With the Oscars delayed by the pandemic to April 25, the Globes kick off an awards season — and cap a year for the film industry — that has been thoroughly upended, if not decimated, by the coronavirus pandemic. Many of 2020’s bigger would-be contenders were pulled by studios from the release calendar to avoid certain box office doom, allowing smaller, less widely seen films room to shine.

Though the socially distanced format added a degree of awkwardness to stars’ acceptance speeches (Jason Sudeikis, winning the lead actor in a comedy award for the series “Ted Lasso,” delivered his in a hoodie), a few hit emotional notes.

In the evening’s most moving moment, Chadwick Boseman’s wife, Taylor Simone Ledward, tearfully accepted the lead actor in a drama award on behalf of her late husband for his work in “Ma Rainey’s Black Bottom.”

With movie theaters closed, TV fueled much of the awards chatter heading into the Globes.

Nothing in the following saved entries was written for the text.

//! Format-agnostic configuration loading and saving

use std::path::Path;

use serde::{Serialize, de::DeserializeOwned};

use crate::{Error, Result, io};

/// Format-agnostic configuration store.
///
/// Detects format from file extension and handles
/// serialization/deserialization transparently.
#[derive(Debug, Default)]
pub struct ConfigStore {
    robustness: io::RobustnessConfig,
}

impl ConfigStore {
    /// Create a new ConfigStore with default robustness settings.
    pub fn new() -> Self {
        Self::default()
    }

    /// Create a new ConfigStore with custom robustness settings.
    pub fn with_robustness(robustness: io::RobustnessConfig) -> Self {
        Self { robustness }
    }

    /// Load configuration from a file.
    ///
    /// Format is detected from file extension:
    /// - `.toml` -> TOML
    /// - `.json` -> JSON
    pub fn load<T: DeserializeOwned>(&self, path: &Path) -> Result<T> {
        let content = io::read_text(path)?;
        parse(path, &content)
    }

    /// Load configuration if the file exists.
    pub fn load_optional<T: DeserializeOwned>(&self, path: &Path) -> Result<Option<T>> {
        match io::read_text_if_exists(path)? {
            Some(content) => parse(path, &content).map(Some),
            None => Ok(None),
        }
    }

    /// Save configuration to a file.
    ///
    /// Format is determined from file extension.
    /// Uses atomic write to prevent corruption.
    pub fn save<T: Serialize>(&self, path: &Path, value: &T) -> Result<()> {
        let content = match extension(path).as_str() {
            "toml" => toml::to_string_pretty(value).map_err(|e| Error::ConfigSerialize {
                path: path.to_path_buf(),
                format: "TOML".into(),
                message: e.to_string(),
            })?,
            "json" => serde_json::to_string_pretty(value).map_err(|e| Error::ConfigSerialize {
                path: path.to_path_buf(),
                format: "JSON".into(),
                message: e.to_string(),
            })?,
            other => {
                return Err(Error::UnsupportedFormat {
                    extension: other.to_string(),
                });
            }
        };

        io::write_atomic(path, content.as_bytes(), self.robustness)
    }
}

fn extension(path: &Path) -> String {
    path.extension()
        .and_then(|e| e.to_str())
        .unwrap_or("")
        .to_lowercase()
}

fn parse<T: DeserializeOwned>(path: &Path, content: &str) -> Result<T> {
    match extension(path).as_str() {
        "toml" => toml::from_str(content).map_err(|e| Error::ConfigParse {
            path: path.to_path_buf(),
            format: "TOML".into(),
            message: e.to_string(),
        }),
        "json" => serde_json::from_str(content).map_err(|e| Error::ConfigParse {
            path: path.to_path_buf(),
            format: "JSON".into(),
            message: e.to_string(),
        }),
        other => Err(Error::UnsupportedFormat {
            extension: other.to_string(),
        }),
    }
}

Netflix topped its competitors with six wins on the TV side, largely thanks to “The Crown.” The royal drama nabbed four prizes, including best drama and lead actor wins for Josh O’Connor and Emma Corrin for their performances as Prince Charles and Princess Diana, respectively. “The Queen’s Gambit,” the chess drama that had been one of the streamer’s breakouts during quarantine, received two prizes, including limited series and lead actress in a limited series for Anya Taylor-Joy.

It is still far from clear how — or whether — the HFPA will work to address the knotty issues raised about the group in the past week — issues that, in their broad strokes, have been widely known and tolerated by Hollywood for decades. But judging from the evening’s proceedings, the industry appears determined to give the HFPA time to undertake reforms, even as it’s been put on notice that reforms are needed.

“I hope that this time next year this ceremony reflects the true breadth and diversity of the film and television being made today,” said Dan Levy, accepting the comedy series award for “Schitt’s Creek.” “Because there is so much more to be celebrated.”